(About this task)
Give the number of lines in these entries that contain "slots", and nothing more.

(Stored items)
※
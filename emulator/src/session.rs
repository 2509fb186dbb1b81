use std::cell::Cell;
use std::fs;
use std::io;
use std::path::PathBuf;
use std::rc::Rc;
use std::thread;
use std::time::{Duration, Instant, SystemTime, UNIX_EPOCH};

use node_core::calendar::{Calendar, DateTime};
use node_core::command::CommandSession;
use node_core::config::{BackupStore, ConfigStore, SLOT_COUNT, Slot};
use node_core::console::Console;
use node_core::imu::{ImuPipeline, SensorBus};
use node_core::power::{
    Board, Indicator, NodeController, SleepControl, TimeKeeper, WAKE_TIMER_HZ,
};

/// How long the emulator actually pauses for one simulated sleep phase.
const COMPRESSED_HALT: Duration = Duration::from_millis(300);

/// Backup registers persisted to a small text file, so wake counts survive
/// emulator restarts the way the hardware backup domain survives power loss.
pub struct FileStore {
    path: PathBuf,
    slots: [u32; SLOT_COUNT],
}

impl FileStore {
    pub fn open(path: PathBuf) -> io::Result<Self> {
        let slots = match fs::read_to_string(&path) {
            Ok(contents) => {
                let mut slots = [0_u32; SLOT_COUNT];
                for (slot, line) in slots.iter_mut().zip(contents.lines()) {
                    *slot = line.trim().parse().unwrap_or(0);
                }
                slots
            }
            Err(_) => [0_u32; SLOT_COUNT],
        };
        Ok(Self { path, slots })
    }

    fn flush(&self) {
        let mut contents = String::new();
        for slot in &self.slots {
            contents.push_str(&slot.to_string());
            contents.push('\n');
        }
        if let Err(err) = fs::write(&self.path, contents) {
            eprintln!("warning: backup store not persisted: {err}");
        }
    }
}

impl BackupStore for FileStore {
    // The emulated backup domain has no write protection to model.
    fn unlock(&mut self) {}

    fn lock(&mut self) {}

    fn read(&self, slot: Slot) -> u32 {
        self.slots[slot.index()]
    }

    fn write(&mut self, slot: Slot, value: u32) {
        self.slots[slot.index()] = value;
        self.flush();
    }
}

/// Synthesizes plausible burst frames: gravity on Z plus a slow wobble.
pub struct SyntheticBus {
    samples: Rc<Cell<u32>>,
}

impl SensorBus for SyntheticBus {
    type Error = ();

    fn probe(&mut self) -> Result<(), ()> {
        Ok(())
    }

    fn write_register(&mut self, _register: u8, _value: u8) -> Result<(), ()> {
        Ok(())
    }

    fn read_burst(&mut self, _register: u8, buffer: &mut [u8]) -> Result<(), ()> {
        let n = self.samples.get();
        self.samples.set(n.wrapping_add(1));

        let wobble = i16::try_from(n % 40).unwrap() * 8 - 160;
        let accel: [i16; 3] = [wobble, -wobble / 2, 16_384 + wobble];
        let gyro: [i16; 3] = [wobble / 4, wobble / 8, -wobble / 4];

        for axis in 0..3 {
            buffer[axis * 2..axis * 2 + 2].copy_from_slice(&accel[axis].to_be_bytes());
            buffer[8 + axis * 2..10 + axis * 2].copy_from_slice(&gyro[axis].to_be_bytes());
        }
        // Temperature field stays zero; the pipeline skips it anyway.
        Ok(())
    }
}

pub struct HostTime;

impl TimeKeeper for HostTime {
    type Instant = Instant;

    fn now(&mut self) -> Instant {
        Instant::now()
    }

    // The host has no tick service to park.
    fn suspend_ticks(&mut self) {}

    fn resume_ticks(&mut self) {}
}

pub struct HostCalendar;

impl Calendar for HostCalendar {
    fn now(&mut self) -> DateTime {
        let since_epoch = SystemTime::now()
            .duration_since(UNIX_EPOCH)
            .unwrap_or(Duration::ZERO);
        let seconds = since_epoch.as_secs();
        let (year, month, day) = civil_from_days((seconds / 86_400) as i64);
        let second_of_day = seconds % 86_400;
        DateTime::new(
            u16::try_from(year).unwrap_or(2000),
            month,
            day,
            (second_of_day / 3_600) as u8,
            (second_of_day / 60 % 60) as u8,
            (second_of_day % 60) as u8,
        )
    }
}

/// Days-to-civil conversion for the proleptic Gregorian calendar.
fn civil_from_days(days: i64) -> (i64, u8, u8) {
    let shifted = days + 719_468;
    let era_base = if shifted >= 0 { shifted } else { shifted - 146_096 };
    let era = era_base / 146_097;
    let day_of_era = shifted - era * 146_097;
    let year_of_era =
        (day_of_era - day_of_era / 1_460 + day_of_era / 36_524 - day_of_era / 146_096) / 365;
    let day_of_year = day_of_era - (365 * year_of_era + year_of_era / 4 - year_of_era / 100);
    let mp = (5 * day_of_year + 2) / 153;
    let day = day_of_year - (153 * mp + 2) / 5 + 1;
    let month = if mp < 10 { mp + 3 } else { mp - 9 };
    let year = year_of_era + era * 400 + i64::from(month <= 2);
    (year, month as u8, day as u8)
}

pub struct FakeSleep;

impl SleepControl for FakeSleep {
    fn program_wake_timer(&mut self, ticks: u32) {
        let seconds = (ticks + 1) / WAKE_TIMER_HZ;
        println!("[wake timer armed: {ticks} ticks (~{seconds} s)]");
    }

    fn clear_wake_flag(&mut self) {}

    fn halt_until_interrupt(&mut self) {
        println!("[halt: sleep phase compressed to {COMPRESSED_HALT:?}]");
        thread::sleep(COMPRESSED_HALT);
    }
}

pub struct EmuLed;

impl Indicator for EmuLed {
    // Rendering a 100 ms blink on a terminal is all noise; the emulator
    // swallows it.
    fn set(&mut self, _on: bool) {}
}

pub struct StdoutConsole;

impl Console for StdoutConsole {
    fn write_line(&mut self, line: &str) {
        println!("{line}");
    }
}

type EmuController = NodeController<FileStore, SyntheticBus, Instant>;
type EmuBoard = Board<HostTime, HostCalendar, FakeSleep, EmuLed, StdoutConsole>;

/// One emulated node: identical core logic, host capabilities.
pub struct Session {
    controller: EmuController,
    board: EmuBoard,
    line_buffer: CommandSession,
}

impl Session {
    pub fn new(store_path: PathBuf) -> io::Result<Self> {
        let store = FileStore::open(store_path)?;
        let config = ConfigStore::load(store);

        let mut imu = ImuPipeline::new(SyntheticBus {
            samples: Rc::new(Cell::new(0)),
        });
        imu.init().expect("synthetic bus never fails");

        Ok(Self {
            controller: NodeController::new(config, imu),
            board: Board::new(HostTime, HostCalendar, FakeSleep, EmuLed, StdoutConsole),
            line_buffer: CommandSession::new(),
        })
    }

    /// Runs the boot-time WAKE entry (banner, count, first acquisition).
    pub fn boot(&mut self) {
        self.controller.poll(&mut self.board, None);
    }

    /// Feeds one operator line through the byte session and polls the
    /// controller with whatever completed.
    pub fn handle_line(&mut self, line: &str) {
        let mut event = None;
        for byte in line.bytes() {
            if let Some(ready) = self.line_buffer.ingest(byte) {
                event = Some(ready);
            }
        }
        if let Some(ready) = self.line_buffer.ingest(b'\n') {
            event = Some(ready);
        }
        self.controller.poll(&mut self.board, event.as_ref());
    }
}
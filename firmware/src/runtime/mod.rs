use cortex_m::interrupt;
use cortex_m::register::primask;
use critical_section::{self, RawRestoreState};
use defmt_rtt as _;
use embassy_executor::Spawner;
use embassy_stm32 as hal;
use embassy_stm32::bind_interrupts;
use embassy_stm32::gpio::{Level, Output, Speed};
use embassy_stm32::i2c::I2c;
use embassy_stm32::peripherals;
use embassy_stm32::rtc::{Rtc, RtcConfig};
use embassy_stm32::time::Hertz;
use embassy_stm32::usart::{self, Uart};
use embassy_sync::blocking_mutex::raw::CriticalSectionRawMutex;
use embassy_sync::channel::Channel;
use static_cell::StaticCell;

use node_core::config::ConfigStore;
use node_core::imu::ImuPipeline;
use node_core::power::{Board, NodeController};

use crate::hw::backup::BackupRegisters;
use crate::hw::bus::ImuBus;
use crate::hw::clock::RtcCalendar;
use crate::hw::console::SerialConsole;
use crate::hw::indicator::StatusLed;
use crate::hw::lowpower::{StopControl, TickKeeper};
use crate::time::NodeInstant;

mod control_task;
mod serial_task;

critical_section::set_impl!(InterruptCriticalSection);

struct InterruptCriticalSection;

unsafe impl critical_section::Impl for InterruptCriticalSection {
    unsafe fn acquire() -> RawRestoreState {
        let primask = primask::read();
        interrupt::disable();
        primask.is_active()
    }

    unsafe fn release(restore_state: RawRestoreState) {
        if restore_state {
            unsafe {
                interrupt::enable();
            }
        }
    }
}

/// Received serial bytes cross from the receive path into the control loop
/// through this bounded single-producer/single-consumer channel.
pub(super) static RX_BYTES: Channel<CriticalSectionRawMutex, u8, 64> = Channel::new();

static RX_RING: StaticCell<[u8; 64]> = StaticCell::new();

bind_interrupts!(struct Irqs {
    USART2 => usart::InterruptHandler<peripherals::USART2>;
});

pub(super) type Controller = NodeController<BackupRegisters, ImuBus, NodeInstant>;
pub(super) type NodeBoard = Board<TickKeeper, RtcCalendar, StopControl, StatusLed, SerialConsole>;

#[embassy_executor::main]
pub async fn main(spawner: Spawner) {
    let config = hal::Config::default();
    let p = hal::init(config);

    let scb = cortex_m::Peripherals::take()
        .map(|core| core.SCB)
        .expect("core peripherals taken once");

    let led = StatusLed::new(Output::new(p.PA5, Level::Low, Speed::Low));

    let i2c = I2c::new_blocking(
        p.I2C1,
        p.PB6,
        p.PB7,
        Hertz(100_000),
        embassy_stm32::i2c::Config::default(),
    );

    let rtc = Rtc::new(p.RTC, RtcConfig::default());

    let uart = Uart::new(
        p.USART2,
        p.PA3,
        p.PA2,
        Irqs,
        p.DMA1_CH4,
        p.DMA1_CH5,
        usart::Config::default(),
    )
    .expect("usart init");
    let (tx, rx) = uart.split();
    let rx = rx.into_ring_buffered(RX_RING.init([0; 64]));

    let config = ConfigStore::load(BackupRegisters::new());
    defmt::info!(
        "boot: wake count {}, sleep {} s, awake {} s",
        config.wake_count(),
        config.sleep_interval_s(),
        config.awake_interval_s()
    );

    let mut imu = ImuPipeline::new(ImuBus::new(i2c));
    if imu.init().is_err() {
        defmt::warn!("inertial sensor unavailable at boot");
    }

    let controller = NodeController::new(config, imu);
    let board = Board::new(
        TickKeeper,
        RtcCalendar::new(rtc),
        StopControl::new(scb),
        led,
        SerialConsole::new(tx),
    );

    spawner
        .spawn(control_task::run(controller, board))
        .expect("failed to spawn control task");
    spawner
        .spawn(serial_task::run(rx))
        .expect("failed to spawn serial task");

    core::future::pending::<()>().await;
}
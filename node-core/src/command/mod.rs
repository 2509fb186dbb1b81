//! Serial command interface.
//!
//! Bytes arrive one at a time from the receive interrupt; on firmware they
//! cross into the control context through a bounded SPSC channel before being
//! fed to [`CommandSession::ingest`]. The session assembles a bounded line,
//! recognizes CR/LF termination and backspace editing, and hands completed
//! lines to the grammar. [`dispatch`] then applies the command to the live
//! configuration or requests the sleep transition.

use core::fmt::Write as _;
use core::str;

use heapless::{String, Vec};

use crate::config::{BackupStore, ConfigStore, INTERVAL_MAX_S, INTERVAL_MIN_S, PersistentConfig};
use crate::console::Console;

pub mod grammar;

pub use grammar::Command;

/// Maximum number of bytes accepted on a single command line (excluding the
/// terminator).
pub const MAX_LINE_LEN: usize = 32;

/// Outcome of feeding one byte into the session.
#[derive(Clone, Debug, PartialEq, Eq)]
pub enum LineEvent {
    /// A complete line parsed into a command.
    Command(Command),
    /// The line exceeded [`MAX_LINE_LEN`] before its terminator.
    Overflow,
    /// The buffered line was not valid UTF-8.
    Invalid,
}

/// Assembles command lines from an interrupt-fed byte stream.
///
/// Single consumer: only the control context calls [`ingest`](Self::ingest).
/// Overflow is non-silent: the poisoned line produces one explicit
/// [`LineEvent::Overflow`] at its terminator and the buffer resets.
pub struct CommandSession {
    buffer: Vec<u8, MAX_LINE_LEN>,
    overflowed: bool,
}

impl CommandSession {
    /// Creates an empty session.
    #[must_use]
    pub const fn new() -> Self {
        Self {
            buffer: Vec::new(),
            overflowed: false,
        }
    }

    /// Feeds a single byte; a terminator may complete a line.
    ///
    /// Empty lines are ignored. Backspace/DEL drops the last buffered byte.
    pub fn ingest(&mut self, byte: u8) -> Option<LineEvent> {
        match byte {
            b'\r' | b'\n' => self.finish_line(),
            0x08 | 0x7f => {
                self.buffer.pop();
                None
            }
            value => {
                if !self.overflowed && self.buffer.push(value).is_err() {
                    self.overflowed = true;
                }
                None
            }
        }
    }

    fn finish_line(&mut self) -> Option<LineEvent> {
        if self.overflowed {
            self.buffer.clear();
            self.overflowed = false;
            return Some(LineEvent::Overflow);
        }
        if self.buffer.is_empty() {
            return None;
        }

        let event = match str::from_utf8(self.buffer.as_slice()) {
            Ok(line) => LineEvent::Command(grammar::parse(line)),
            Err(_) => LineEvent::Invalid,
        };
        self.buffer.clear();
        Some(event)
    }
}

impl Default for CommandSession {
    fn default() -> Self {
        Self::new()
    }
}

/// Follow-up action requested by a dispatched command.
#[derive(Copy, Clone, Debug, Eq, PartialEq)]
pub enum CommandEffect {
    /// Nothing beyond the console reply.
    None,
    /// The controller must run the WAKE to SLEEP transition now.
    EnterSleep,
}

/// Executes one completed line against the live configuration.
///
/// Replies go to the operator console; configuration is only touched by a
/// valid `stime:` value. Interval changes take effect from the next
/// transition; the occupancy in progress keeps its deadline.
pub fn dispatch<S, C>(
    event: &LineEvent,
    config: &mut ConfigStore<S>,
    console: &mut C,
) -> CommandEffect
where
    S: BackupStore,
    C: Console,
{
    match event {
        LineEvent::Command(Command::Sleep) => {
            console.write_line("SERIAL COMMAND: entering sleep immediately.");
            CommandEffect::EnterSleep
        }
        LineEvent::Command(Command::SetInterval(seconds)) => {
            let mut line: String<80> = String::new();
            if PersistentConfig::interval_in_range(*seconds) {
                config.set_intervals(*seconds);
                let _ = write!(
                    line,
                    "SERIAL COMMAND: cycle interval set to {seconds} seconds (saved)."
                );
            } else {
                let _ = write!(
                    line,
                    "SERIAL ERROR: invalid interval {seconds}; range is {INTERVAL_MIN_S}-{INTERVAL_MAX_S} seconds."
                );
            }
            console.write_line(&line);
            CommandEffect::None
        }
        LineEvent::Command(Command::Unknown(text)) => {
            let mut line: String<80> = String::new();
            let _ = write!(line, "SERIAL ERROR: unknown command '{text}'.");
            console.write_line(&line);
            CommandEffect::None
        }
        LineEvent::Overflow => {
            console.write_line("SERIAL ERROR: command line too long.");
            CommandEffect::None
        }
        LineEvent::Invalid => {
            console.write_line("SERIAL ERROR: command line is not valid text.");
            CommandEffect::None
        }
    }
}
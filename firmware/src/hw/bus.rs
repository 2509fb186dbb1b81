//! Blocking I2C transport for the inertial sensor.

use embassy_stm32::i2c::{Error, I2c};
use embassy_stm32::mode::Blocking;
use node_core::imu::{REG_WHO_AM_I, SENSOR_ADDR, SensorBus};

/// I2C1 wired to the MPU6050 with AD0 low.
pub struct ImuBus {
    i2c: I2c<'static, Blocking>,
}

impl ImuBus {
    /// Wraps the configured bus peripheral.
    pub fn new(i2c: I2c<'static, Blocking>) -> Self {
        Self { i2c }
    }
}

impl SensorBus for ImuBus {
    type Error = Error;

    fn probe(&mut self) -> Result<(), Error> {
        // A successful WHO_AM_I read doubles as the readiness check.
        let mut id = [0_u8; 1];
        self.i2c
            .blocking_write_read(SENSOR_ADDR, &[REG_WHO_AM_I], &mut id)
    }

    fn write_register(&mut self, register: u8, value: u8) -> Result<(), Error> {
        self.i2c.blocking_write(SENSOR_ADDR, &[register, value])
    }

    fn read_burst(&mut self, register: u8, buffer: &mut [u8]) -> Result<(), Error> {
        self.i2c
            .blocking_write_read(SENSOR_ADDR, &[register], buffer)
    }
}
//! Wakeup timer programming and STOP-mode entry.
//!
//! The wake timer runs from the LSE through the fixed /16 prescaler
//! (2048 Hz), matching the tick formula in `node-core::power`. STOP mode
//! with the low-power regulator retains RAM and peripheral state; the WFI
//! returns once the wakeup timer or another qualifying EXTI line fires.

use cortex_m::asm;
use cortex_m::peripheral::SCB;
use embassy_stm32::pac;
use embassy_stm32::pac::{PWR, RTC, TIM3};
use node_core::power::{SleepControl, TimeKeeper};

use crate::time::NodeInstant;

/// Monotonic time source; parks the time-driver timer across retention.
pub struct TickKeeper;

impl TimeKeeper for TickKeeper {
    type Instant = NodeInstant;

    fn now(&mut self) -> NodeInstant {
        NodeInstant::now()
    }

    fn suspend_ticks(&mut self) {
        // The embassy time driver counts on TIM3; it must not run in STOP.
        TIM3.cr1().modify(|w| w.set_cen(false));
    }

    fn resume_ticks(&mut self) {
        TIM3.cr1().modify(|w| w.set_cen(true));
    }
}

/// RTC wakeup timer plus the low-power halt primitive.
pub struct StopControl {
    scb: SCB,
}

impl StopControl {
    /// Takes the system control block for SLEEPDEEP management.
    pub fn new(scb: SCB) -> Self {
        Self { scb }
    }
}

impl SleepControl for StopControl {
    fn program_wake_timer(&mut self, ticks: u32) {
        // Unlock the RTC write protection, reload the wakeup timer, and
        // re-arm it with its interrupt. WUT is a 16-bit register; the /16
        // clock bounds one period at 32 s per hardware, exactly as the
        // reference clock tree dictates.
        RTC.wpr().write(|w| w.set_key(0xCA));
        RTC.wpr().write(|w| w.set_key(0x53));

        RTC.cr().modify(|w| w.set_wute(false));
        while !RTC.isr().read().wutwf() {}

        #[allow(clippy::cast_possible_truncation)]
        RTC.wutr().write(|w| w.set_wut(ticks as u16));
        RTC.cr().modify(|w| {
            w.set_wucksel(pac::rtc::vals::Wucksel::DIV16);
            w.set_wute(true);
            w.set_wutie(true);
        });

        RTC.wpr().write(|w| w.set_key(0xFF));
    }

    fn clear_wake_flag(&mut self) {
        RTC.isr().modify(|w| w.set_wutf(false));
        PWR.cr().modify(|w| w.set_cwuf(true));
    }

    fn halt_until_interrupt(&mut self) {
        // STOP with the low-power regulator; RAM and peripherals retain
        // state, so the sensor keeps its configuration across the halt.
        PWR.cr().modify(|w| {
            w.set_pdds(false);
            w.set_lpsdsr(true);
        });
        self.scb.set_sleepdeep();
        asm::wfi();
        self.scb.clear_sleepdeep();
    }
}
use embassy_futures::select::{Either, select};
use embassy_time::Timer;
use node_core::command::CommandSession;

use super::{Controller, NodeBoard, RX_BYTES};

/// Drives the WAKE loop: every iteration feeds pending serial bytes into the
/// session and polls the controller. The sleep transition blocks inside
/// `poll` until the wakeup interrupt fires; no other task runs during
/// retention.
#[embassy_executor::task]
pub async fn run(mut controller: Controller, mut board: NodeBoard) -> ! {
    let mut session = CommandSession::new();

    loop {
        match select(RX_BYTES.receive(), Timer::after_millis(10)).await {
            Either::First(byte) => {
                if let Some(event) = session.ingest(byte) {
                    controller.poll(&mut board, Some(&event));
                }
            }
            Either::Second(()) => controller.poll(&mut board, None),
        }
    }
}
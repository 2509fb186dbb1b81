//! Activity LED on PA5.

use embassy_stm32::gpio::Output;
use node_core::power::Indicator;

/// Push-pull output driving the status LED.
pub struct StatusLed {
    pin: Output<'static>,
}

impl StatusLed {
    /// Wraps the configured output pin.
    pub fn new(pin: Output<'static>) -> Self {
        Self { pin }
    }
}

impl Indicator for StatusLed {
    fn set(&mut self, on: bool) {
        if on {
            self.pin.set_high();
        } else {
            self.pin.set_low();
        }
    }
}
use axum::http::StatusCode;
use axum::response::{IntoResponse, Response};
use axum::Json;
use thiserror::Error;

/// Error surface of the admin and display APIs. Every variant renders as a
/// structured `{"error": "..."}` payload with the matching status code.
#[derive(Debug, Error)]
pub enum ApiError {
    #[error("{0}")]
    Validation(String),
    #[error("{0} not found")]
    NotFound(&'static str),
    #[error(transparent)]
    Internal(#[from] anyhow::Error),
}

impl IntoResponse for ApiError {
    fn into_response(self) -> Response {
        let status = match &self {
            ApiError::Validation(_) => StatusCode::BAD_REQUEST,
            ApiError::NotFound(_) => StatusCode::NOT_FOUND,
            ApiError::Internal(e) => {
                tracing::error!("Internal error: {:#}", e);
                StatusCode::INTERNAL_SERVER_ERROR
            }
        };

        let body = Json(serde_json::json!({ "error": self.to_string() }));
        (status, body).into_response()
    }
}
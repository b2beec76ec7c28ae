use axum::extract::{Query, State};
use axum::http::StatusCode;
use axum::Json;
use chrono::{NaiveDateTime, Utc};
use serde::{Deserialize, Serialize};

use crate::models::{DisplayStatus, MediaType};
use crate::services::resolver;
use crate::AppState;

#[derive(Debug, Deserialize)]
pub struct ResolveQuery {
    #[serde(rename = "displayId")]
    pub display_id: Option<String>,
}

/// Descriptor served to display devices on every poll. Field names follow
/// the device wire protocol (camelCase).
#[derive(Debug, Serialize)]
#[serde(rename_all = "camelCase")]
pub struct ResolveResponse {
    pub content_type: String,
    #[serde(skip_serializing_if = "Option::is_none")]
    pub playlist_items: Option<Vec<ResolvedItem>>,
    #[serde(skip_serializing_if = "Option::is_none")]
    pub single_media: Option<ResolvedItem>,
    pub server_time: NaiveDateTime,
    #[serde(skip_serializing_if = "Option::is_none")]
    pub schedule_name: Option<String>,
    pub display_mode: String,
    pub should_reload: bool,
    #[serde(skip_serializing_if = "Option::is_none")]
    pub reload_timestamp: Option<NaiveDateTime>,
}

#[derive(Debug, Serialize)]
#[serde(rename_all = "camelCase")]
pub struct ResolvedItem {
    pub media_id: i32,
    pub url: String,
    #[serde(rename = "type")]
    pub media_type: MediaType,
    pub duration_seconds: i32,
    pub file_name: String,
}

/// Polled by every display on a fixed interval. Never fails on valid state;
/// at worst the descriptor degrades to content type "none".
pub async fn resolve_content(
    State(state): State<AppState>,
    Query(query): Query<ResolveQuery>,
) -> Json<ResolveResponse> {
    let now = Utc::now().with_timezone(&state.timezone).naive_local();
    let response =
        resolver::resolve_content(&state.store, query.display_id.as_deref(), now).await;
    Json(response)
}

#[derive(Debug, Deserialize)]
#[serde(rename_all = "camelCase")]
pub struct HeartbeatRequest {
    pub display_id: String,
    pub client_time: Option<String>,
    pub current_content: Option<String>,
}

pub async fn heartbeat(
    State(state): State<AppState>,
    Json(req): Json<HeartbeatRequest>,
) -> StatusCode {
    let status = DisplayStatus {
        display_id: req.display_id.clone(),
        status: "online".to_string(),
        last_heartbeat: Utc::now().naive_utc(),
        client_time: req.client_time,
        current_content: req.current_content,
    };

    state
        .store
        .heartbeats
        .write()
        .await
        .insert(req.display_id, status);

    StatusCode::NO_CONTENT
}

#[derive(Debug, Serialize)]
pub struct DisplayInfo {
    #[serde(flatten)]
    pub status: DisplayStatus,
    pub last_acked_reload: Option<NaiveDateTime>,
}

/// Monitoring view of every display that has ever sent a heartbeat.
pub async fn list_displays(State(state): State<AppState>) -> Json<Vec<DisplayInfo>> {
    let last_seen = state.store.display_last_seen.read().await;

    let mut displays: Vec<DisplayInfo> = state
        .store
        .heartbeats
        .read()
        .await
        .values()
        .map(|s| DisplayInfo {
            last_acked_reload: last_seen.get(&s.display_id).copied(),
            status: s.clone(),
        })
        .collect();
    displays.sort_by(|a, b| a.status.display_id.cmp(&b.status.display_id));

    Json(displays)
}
※
(Expected answer)
9